Meditation: All or Nothing

There seems to be a lot of all or nothing thinking out there now a days. In fact this kind of thinking seems to be related to anxiety and depression. It’s also given the name of negative thinking pattern. It is also termed splitting which is defined as the failure in a person’s thinking to bring together the dichotomy of both positive and negative qualities of the self and others into a cohesive, realistic whole. It is a common defense mechanism.[1] The individual tends to think in extremes (i.e., an individual’s actions and motivations are all good or all bad with no middle ground). On the internet there are lots of websites, ready to help with the problem. This type of thinking is associated with the use of the words never, always, no one, every one, ruined and anymore. Most of the examples given are for the big things in life, relationships, the workplace and self-worth. This thinking can lead to certain types of behavior or emotions. When things do not go our way we have a tendency to use extreme wording as a way to react to the situation. Relationships going bad, missed opportunities on the job, and just a feeling that everything is going wrong. This is when the word never and always come to the forefront. I will never be able to have a good relationship, or I will always be passed over for a promotion. This kind of thinking can lead to some severe mental problems. I want to discuss this type of thinking in the more mundane things in life and see if this can help the problem on the bigger scale.

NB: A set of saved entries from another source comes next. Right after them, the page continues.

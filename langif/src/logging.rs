use std::fmt;

/// Box log severity. Levels are spaced by 10 so collaborators can slot
/// their own in between.
#[derive(Debug, Copy, Clone, PartialEq, Eq, PartialOrd, Ord, Hash, Default)]
pub struct LogLevel(pub u8);

impl LogLevel {
    pub const NOTSET: Self = Self(0);
    /// printf style debugging
    pub const DEBUG: Self = Self(10);
    /// what is being communicated, identifiers
    pub const INFO: Self = Self(20);
    /// unexpected, the computation can resume
    pub const WARN: Self = Self(30);
    /// unexpected, the current computation is aborted
    pub const ERROR: Self = Self(40);
    /// unexpected, behavior beyond this point is undefined
    pub const FATAL: Self = Self(50);

    pub fn aborts(self) -> bool {
        self >= Self::ERROR
    }

    pub fn to_log_level(self) -> log::Level {
        match self.0 {
            0..10 => log::Level::Trace,
            10..20 => log::Level::Debug,
            20..30 => log::Level::Info,
            30..40 => log::Level::Warn,
            _ => log::Level::Error,
        }
    }
}

impl fmt::Display for LogLevel {
    fn fmt(&self, f: &mut fmt::Formatter<'_>) -> fmt::Result {
        match *self {
            Self::NOTSET => f.write_str("NOTSET"),
            Self::DEBUG => f.write_str("DEBUG"),
            Self::INFO => f.write_str("INFO"),
            Self::WARN => f.write_str("WARN"),
            Self::ERROR => f.write_str("ERROR"),
            Self::FATAL => f.write_str("FATAL"),
            Self(other) => write!(f, "LEVEL{other}"),
        }
    }
}

#[cfg(test)]
mod tests {
    use super::*;

    #[test]
    fn levels_keep_their_numeric_spacing() {
        let levels = [
            LogLevel::NOTSET,
            LogLevel::DEBUG,
            LogLevel::INFO,
            LogLevel::WARN,
            LogLevel::ERROR,
            LogLevel::FATAL,
        ];
        for (i, level) in levels.iter().enumerate() {
            assert_eq!(level.0 as usize, i * 10);
        }
    }

    #[test]
    fn custom_levels_fall_into_their_band() {
        assert_eq!(LogLevel(25).to_log_level(), log::Level::Info);
        assert_eq!(LogLevel(35).to_log_level(), log::Level::Warn);
        assert_eq!(LogLevel::FATAL.to_log_level(), log::Level::Error);
        assert_eq!(LogLevel::NOTSET.to_log_level(), log::Level::Trace);
        assert_eq!(LogLevel(25).to_string(), "LEVEL25");
        assert_eq!(LogLevel::WARN.to_string(), "WARN");
    }

    #[test]
    fn only_error_and_above_abort() {
        assert!(!LogLevel::WARN.aborts());
        assert!(!LogLevel(39).aborts());
        assert!(LogLevel::ERROR.aborts());
        assert!(LogLevel::FATAL.aborts());
    }
}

I knew a women who had 5 aquariums in her house plus she had what she called a hospital tank for when any of the fish became ill. She had the tanks for 4 or 5 years. She was really into her fish and really seemed to enjoy the whole process. Then one day I came to her place for a visit and the tanks were gone. I thought maybe she had had some kind of accident with the tanks and a lot of fish had died. She said that she just got tired of all the work. This made me think, but not say, why don’t you just have one tank, instead of not doing it at all. I can understand her reasoning, but cutting down to one tank would cut the work load by 80%. She opted to quit altogether. Another all or nothing decision. I have seen other people quit other endeavors, that at one time they seem to enjoy. I quit playing golf back in the mid 90’s, but I knew I was coming back to it some day. Does this all or nothing mentality about activities, carry over into the more important decisions and happenings in life. Do we quit these activities because of depression and/or anxiety? Why do we not see the option of moderation or the middle ground? Could the I want it all syndrome, be at the heart of the problem. Is it the people that seem to achieve, the I want it all goals, be part of the issue. There are many stories out there of people that have achieved fulfillment it seems at every level. When these stories are told, they seemingly, are meant to inspire people, to try and achieve the same success on all levels. However, these stories may wind up making people even more depressed and anxious, because they do not have the capabilities of achieving success on all levels. Let’s face it, we all can’t be Tiger Woods in golf. So what is a person to do.

The solution is in moderation and acceptance. Moderation to me, is one of the keys to living life to the best of your abilities. You can apply moderation to every aspect of your life. Even things that may be good for you, such as exercise, rest, and time for yourself, should be done in a moderate way. Trying to keep yourself in balance can be challenging but it is well worth it, as you move through this crazy thing called life. Acceptance is just as important. Accepting the fact that you are doing the best that you can, under your circumstances. This does not mean that you can not try and do better. Between moderation and acceptance you will realize that things are changing all the time, some for the good, and others for the bad. There are many options out in the world not just leave or stay, do or don’t do, and can or can’t. Many small steps can be made to make one’s life better. There are enough hours in the day. There is always the next day. Try and apply moderation and acceptance on the smaller things in life, like your everyday activities and hobbies. Then, if you are successful in achieving this balance in the routine things, then you may be able to apply the principles to the big things in life. Be thankful for what you have and where you have a chance to go. If you can’t have it all, half of it is better than nothing. Twenty five per cent of it is better than nothing. In fact anything is better than nothing. The grays in life is where it’s at. Stay close to the middle and you will always feel better about what is coming next.